Le 30 novembre 1905, et 27 ans plus tôt que prévu dans l'acte de concession initial, la tour devient propriété entière de la dame Gay. Le rachat prématuré se fait pour un montant de 18 000 francs.

Le 29 décembre 1942, « l'office des fontes, fers, et aciers » manifeste auprès de la famille la volonté de réquisitionner la tour en vue de sa destruction, pour la récupération de l'acier.

Cela intervient juste après les première négociations avec l'ORTF pour récupérer ce point haut pour l'installation de l'émetteur de l'unique chaîne de télévision… Cela tombe d'autant mieux que les affaires du restaurant ne sont plus guère rentables.

Voici donc l'œuvre rachetée en septembre 1953 à la « Société de Tour métallique de Fourvières » pour 15 millions de francs (de l'époque) par l'O.R.T.F.. Y seront ajoutées tant d'autres antennes au fil du temps… après que la tour soit rachetée le 1er janvier 1975 par la nouvelle entité « Télédiffusion de France ».

Il n'est alors plus question de monter au sommet de la tour, de laquelle ont disparu restaurant et ascenseur 24 places, remplacé par celui de 4 places plus moderne, à l'usage des techniciens.

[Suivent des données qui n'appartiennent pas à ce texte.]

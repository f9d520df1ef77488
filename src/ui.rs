//! UI rendering helpers for the terminal user interface.
//!
//! This module contains functions to render the TUI using `ratatui`: the
//! spectrum pane, the now-playing box with progress and volume slider, and
//! the playlist. The whole frame is redrawn on every event-loop pass, so the
//! spectrum pane re-derives its cell dimensions from the current terminal
//! area each time and survives resizes for free.

use ratatui::{
    Frame,
    layout::{Alignment, Constraint, Direction, Layout, Rect},
    style::{Color, Modifier, Style},
    text::{Line, Span},
    widgets::{Block, Borders, Gauge, List, ListItem, Padding, Paragraph},
};
use std::time::Duration;

use crate::app::{App, IconTier, PlaybackState};
use crate::audio::{SPECTRUM_BANDS, SessionInfo};
use crate::config::UiSettings;

/// Base bar color; brightness scales with band magnitude.
const BAR_R: u8 = 128;
const BAR_B: u8 = 32;

/// Width of the volume slider affordance in cells.
const SLIDER_WIDTH: usize = 20;

/// Eighth-block glyphs for the partial top cell of a bar.
const PARTIALS: [char; 7] = ['▁', '▂', '▃', '▄', '▅', '▆', '▇'];

/// Format a `Duration` as `MM:SS`.
fn format_mmss(d: Duration) -> String {
    let secs = d.as_secs();
    format!("{:02}:{:02}", secs / 60, secs % 60)
}

fn controls_text(player_visible: bool) -> &'static str {
    if player_visible {
        "[space] play/pause | [h/l ←/→] prev/next | [↑/↓] volume | [m] mute | [0-9] seek | [x/esc] dismiss | [q] quit"
    } else {
        "[j/k] move | [enter] play | [g/G] top/bottom | [q] quit"
    }
}

/// Map a band magnitude in [0, 1] to the bar color, intensity-scaled.
fn bar_color(value: f32) -> Color {
    let r = f32::from(BAR_R) + f32::from(u8::MAX - BAR_R) * value;
    Color::Rgb(r.round() as u8, 0, BAR_B)
}

/// Render the frequency bars into `area` (inside the pane border).
///
/// Column count and row count come from the area itself, so a resize simply
/// changes the sampling of the fixed 32-band snapshot. Missing data (no
/// spectrum handle yet) draws empty bars.
fn spectrum_lines(app: &App, area: Rect) -> Vec<Line<'static>> {
    let bands = app
        .spectrum_handle
        .as_ref()
        .and_then(|h| h.lock().ok().map(|f| f.bands))
        .unwrap_or([0.0; SPECTRUM_BANDS]);

    let w = area.width as usize;
    let h = area.height as usize;
    if w == 0 || h == 0 {
        return Vec::new();
    }

    let mut lines: Vec<Line> = Vec::with_capacity(h);
    for row in 0..h {
        let mut spans: Vec<Span> = Vec::with_capacity(w);
        for col in 0..w {
            let band = bands[col * SPECTRUM_BANDS / w];
            // Height of this bar in eighths of a cell.
            let eighths = (band * (h as f32) * 8.0).round() as usize;
            let below = (h - 1 - row) * 8;
            let fill = eighths.saturating_sub(below).min(8);

            let ch = match fill {
                0 => ' ',
                8 => '█',
                n => PARTIALS[n - 1],
            };
            spans.push(Span::styled(
                ch.to_string(),
                Style::default().fg(bar_color(band)),
            ));
        }
        lines.push(Line::from(spans));
    }
    lines
}

fn volume_line(app: &App) -> Line<'static> {
    let (label, style) = match app.volume.icon_tier() {
        IconTier::Silent => (
            "vol",
            Style::default()
                .fg(Color::DarkGray)
                .add_modifier(Modifier::DIM),
        ),
        IconTier::Low => ("vol", Style::default().fg(Color::Gray)),
        IconTier::Full => ("vol", Style::default().fg(Color::White)),
    };

    let fill = app.volume.fill_ratio();
    let filled = (fill * SLIDER_WIDTH as f32).round() as usize;
    let mut slider = String::with_capacity(SLIDER_WIDTH);
    for i in 0..SLIDER_WIDTH {
        slider.push(if i < filled { '█' } else { '░' });
    }

    let suffix = if app.volume.muted() {
        " muted".to_string()
    } else {
        format!(" {:3.0}%", fill * 100.0)
    };

    Line::from(vec![
        Span::styled(format!("{label} "), style),
        Span::raw(slider),
        Span::raw(suffix),
    ])
}

fn now_playing_line(app: &App, session: &SessionInfo) -> Line<'static> {
    let title = session
        .index
        .and_then(|i| app.playlist.get(i))
        .map(|t| t.display.clone())
        .unwrap_or_else(|| "-".to_string());

    let state = match app.playback {
        PlaybackState::Playing => "▶",
        PlaybackState::Paused => "⏸",
        PlaybackState::Idle => " ",
    };

    let mut spans = vec![
        Span::styled(
            format!("{state} {title}"),
            Style::default().add_modifier(Modifier::BOLD),
        ),
    ];
    if let Some(err) = &session.last_error {
        spans.push(Span::styled(
            format!("  ✗ {err}"),
            Style::default().fg(Color::Red),
        ));
    }
    Line::from(spans)
}

/// Render the entire UI into the provided `frame` using `app` state and the
/// session snapshot taken this pass.
pub fn draw(frame: &mut Frame, app: &App, session: &SessionInfo, ui_settings: &UiSettings) {
    let show_spectrum = app.player_visible && ui_settings.spectrum_rows > 0;

    let mut constraints = vec![Constraint::Length(3)];
    if show_spectrum {
        constraints.push(Constraint::Length(ui_settings.spectrum_rows + 2));
    }
    if app.player_visible {
        constraints.push(Constraint::Length(5));
    }
    constraints.push(Constraint::Min(1));
    constraints.push(Constraint::Length(3));

    let chunks = Layout::default()
        .direction(Direction::Vertical)
        .constraints(constraints)
        .split(frame.area());
    let mut next = 0usize;

    // Header
    let header = Paragraph::new(ui_settings.header_text.as_str())
        .alignment(Alignment::Center)
        .block(
            Block::default()
                .borders(Borders::ALL)
                .title(" calando ")
                .title_alignment(Alignment::Center),
        );
    frame.render_widget(header, chunks[next]);
    next += 1;

    // Spectrum pane
    if show_spectrum {
        let pane = chunks[next];
        next += 1;
        let block = Block::default().borders(Borders::ALL).title(" spectrum ");
        let inner = block.inner(pane);
        frame.render_widget(block, pane);
        frame.render_widget(Paragraph::new(spectrum_lines(app, inner)), inner);
    }

    // Now playing: title, progress, volume
    if app.player_visible {
        let pane = chunks[next];
        next += 1;
        let block = Block::default()
            .borders(Borders::ALL)
            .title(" now playing ")
            .padding(Padding {
                left: 1,
                right: 1,
                top: 0,
                bottom: 0,
            });
        let inner = block.inner(pane);
        frame.render_widget(block, pane);

        let rows = Layout::default()
            .direction(Direction::Vertical)
            .constraints([
                Constraint::Length(1),
                Constraint::Length(1),
                Constraint::Length(1),
            ])
            .split(inner);

        frame.render_widget(Paragraph::new(now_playing_line(app, session)), rows[0]);

        let (ratio, time_label) = match session.duration {
            Some(total) if !total.is_zero() => {
                let ratio =
                    (session.elapsed.as_secs_f64() / total.as_secs_f64()).clamp(0.0, 1.0);
                (
                    ratio,
                    format!("{} / {}", format_mmss(session.elapsed), format_mmss(total)),
                )
            }
            _ => (0.0, format!("{} / --:--", format_mmss(session.elapsed))),
        };
        let progress = Gauge::default()
            .gauge_style(Style::default().fg(Color::Rgb(128, 0, 32)).bg(Color::Black))
            .ratio(ratio)
            .label(time_label);
        frame.render_widget(progress, rows[1]);

        frame.render_widget(Paragraph::new(volume_line(app)), rows[2]);
    }

    // Track list: the cursor is highlighted, the single loaded entry carries
    // the playing marker.
    {
        let selected = app.playlist.selected();
        let items: Vec<ListItem> = app
            .playlist
            .tracks()
            .iter()
            .enumerate()
            .map(|(i, track)| {
                if selected == Some(i) {
                    ListItem::new(Line::from(vec![
                        Span::styled("▶ ", Style::default().fg(Color::Rgb(200, 0, 50))),
                        Span::styled(
                            track.display.clone(),
                            Style::default().add_modifier(Modifier::BOLD),
                        ),
                    ]))
                } else {
                    ListItem::new(format!("  {}", track.display))
                }
            })
            .collect();

        let list = List::new(items)
            .block(Block::default().borders(Borders::ALL).title(" tracks "))
            .highlight_style(Style::default().add_modifier(Modifier::REVERSED))
            .highlight_symbol("> ");
        let mut state = ratatui::widgets::ListState::default();
        if app.has_tracks() {
            state.select(Some(app.cursor));
        }
        frame.render_stateful_widget(list, chunks[next], &mut state);
        next += 1;
    }

    // Footer
    let footer = Paragraph::new(controls_text(app.player_visible)).block(
        Block::default()
            .borders(Borders::ALL)
            .title(" controls ")
            .padding(Padding {
                left: 1,
                right: 0,
                top: 0,
                bottom: 0,
            }),
    );
    frame.render_widget(footer, chunks[next]);
}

Et les malicieux lyonnais rappellent « qu'elle est plus haute que la Tour Eiffel ».
Ha, cette légendaire bonne foi des lyonnais…

La tour de Lyon

Damien Bacconnier


  1. (1) Dans tous les premiers documents relatifs à la tour métallique, Fourvières est bien rédigé avec un « s » final.
  2. (2) Ce qui justifiera la création d'une carte postale pour commémorer l'événement.